▶ EXERCISE OBJECTIVE:
In the listing that follows, copy out each line that includes the word "match".
_ _ _ _ _ _ _
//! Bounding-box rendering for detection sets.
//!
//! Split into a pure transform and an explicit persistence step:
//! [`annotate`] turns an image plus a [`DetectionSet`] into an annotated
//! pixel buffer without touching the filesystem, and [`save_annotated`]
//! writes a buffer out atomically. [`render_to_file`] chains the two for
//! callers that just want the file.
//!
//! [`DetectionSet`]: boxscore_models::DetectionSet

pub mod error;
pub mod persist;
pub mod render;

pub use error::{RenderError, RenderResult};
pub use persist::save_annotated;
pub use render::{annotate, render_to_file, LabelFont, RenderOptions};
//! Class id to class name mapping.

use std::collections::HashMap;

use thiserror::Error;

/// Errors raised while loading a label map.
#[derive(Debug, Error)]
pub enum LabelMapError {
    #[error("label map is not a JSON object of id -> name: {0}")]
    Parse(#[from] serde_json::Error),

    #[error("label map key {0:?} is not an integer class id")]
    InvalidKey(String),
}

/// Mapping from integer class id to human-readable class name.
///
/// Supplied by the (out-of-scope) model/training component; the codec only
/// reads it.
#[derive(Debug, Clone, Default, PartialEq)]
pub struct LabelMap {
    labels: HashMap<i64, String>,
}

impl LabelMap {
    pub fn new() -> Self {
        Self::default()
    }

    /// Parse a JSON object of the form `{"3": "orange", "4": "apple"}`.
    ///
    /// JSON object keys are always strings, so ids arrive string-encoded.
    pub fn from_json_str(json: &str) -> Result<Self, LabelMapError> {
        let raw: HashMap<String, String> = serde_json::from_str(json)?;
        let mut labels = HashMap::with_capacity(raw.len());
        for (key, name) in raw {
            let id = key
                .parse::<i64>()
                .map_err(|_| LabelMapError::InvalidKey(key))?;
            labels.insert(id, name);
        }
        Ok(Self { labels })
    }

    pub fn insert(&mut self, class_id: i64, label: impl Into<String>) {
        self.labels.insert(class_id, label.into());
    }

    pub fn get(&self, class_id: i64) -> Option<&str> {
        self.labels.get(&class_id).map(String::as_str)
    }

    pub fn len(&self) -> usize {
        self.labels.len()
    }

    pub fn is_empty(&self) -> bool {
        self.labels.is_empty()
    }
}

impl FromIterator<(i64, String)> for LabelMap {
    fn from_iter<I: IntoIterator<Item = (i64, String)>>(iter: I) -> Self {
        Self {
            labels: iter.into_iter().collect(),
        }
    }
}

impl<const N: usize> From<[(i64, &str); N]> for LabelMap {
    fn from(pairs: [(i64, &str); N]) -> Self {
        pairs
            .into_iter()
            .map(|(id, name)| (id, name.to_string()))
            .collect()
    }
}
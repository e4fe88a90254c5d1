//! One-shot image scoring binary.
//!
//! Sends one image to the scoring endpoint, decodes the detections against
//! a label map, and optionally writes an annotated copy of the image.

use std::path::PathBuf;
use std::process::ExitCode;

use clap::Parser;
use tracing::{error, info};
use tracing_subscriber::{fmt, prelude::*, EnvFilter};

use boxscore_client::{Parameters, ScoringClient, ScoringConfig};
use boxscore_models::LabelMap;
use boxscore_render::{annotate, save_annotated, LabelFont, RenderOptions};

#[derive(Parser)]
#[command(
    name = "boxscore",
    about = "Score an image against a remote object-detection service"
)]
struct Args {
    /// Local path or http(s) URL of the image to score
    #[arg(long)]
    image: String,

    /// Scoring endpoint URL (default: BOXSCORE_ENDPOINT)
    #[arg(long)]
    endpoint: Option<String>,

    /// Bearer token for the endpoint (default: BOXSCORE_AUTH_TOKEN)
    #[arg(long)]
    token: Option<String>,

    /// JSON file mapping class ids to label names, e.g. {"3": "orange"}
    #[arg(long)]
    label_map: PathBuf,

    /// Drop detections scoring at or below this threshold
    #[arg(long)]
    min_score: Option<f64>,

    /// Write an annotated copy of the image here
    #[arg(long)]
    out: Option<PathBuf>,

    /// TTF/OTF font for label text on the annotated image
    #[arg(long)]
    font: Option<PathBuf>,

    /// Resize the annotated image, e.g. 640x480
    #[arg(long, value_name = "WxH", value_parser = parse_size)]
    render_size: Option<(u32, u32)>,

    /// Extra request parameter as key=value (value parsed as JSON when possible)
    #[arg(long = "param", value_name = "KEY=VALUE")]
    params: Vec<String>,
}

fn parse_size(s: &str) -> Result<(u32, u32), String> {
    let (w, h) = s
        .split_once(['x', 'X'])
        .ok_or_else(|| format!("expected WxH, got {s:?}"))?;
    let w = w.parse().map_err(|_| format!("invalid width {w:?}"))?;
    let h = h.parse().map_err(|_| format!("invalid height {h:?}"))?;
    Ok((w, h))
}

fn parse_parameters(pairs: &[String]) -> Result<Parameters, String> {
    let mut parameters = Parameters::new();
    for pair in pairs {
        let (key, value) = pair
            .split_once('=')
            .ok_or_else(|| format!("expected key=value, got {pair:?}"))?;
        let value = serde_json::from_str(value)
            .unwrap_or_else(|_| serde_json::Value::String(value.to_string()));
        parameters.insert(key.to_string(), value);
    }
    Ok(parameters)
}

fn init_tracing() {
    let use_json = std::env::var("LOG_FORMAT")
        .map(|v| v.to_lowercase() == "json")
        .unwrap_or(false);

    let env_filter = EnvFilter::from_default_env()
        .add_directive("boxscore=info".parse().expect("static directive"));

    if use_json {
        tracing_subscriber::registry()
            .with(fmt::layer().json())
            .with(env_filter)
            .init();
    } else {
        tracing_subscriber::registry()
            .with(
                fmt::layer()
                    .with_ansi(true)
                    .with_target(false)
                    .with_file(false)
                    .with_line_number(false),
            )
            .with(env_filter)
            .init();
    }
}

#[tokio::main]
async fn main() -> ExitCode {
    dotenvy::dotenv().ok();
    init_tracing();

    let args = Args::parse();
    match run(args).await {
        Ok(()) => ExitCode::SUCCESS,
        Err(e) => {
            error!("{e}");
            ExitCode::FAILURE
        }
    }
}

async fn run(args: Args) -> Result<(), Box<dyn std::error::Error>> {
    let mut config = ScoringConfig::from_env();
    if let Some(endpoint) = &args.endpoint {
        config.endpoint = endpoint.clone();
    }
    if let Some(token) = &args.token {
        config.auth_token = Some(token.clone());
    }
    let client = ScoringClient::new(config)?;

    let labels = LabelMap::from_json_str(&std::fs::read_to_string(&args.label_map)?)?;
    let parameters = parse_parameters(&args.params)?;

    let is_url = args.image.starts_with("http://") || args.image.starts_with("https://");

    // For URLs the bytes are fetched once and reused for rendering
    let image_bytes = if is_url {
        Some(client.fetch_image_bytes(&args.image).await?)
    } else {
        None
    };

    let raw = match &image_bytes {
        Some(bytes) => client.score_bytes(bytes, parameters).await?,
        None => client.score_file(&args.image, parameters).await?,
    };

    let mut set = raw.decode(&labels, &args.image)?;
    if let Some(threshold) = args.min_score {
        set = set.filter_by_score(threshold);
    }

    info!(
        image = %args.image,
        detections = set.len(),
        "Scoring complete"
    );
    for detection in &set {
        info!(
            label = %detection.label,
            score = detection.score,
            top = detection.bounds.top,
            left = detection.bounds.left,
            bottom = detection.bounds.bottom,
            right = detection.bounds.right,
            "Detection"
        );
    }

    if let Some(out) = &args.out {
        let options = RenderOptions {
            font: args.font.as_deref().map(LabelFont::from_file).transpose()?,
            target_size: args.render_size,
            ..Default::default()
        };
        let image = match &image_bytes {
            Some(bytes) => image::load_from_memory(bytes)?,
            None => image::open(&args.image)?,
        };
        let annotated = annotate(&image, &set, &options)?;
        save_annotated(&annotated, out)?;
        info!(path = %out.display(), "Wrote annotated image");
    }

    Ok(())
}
_ _ _ _ _ _ _
▶ ANSWER TO THIS TASK:
    match run(args).await {
    let raw = match &image_bytes {
        let image = match &image_bytes {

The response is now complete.